Ghana, the first Sub-Saharan African country to claim its independence from a colonial power, has built arguably some of the best democratic institutions, yet the economy has struggled to pick up until recently. Across the border, post-independent Côte d’Ivoire emerged very rapidly as a regional economic leader in West Africa, thanks to a very dynamic and diversified economy.

In the past decade, however, the tide seemed to have turned in favour of Ghana, which emerged as a key point of entry for foreign direct investments in Africa. Its dramatically improved business environment and new oil sector helped boost the economy, making it less dependent on gold and cocoa exports.

Incidentally, I was posted in Ghana in 2005 and became an enthusiast of both Ghana’s economic miracle and its their national football team, The Black Stars. Since then the team has consistently placed itself among the top four countries in successive African football tournaments and reached the 2010 World Cup quarter-final after a remarkable extra-time victory against the United States.

This period also marked the first discoveries of oil and the euphoria was just beginning.

Across the border, Côte d’Ivoire found itself in the middle of its “lost decade” of conflict, which sparked the move of the African Development Bank headquarters to its temporary home in Tunis. Many businesses moved their headquarters to neighbouring countries such as Ghana itself and Senegal, which replaced Côte d’Ivoire as the new regional hubs.

Up to an extraordinary performance in 2006, the Elephants did not even pass the group stage for three consecutive editions of the African Cup of Nations.

A decade later, the tide seems to be turning once again. Côte d’Ivoire is in full recovery and leads the way as one of the fastest-growing economies in the world for two consecutive years.

Building on a highly diversified economy and visionary leadership, Côte d’Ivoire is in full euphoria, banking on the historical return of African Development Bank to its headquarters and on the recent inauguration of the landmark HKB Bridge in Abidjan. As an AfDB employee now based in Côte d’Ivoire and covering the West African region, I could not hold back my enthusiasm at observing yet another symbol of “l’emergence ivorienne”, and my pride for the Bank’s key role as financier of this operation.

Across the border, Ghana is plunging into a vicious cycle of high spending, rising debt and currency depreciation. The “oil dividend” is yet to fully materialize and the country is plagued with frequent power outages. While Ghana has arguably great potential, it is in dire need of reform to redress its economic imbalances. Its growth rate in 2014 is expected to be nearly half of its neighbour and fellow African Cup finalist, Côte d’Ivoire.

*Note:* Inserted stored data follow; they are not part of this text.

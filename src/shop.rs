//! Ball skin shop
//!
//! Skins are bought with coins that persist across runs. Failed purchases and
//! selections report `false` and change nothing.

use serde::{Deserialize, Serialize};

/// Cosmetic ball skins
#[derive(Debug, Clone, Copy, PartialEq, Eq, Hash, Default, Serialize, Deserialize)]
pub enum BallSkin {
    #[default]
    Classic,
    Marble,
    Lava,
    Neon,
    Gold,
}

impl BallSkin {
    pub const ALL: [BallSkin; 5] = [
        BallSkin::Classic,
        BallSkin::Marble,
        BallSkin::Lava,
        BallSkin::Neon,
        BallSkin::Gold,
    ];

    pub fn as_str(&self) -> &'static str {
        match self {
            BallSkin::Classic => "Classic",
            BallSkin::Marble => "Marble",
            BallSkin::Lava => "Lava",
            BallSkin::Neon => "Neon",
            BallSkin::Gold => "Gold",
        }
    }

    pub fn from_str(s: &str) -> Option<Self> {
        Self::ALL
            .into_iter()
            .find(|skin| skin.as_str().eq_ignore_ascii_case(s))
    }

    /// Price in coins
    pub fn price(&self) -> u64 {
        match self {
            BallSkin::Classic => 0,
            BallSkin::Marble => 50,
            BallSkin::Lava => 150,
            BallSkin::Neon => 300,
            BallSkin::Gold => 1000,
        }
    }
}

/// Owned and equipped skins
#[derive(Debug, Clone, PartialEq, Serialize, Deserialize)]
pub struct Shop {
    pub owned: Vec<BallSkin>,
    pub equipped: BallSkin,
}

impl Default for Shop {
    fn default() -> Self {
        Self {
            owned: vec![BallSkin::Classic],
            equipped: BallSkin::Classic,
        }
    }
}

impl Shop {
    pub fn owns(&self, skin: BallSkin) -> bool {
        self.owned.contains(&skin)
    }

    /// Buy `skin` out of `coins`. Fails if already owned or unaffordable.
    pub fn purchase(&mut self, skin: BallSkin, coins: &mut u64) -> bool {
        if self.owns(skin) || *coins < skin.price() {
            return false;
        }
        *coins -= skin.price();
        self.owned.push(skin);
        log::info!("Bought {} skin ({} coins left)", skin.as_str(), coins);
        true
    }

    /// Equip an owned skin
    pub fn equip(&mut self, skin: BallSkin) -> bool {
        if !self.owns(skin) {
            return false;
        }
        self.equipped = skin;
        true
    }
}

Similar to the African Cup qualifications where Ghana had to confront what many consider to be the toughest qualifying group, Ghana has certainly been confronted with various exogenous challenges in its quest for economic development. However, just as their final loss in the African Cup of Nations final was to penalty kicks, the current economic difficulties are largely imputable to Ghana’s own mistakes.

Looking forward, it is not clear whether this victory will give a further boost to Côte d’Ivoire, as the previously mentioned study suggests, or to Ghana, who can still claim the match against its neighbour as one of its best performances. Besides the economic impact, football competitions are social events that reinforce a sense of national identity in many countries.

A trophy or even a victory against a football heavyweight makes even the most merciless critic of his own country feel proud to be part of it. Such a sense of unity in a still largely polarized country is probably what Côte d’Ivoire needs the most, to consolidate its economic growth and peace trajectory.

While sentiment can take you only so far, in markets as in nation-building, the months ahead, including the handling of a peaceful election, will be the key goal Côte d’Ivoire needs to score, even if it comes at the final penalty kick.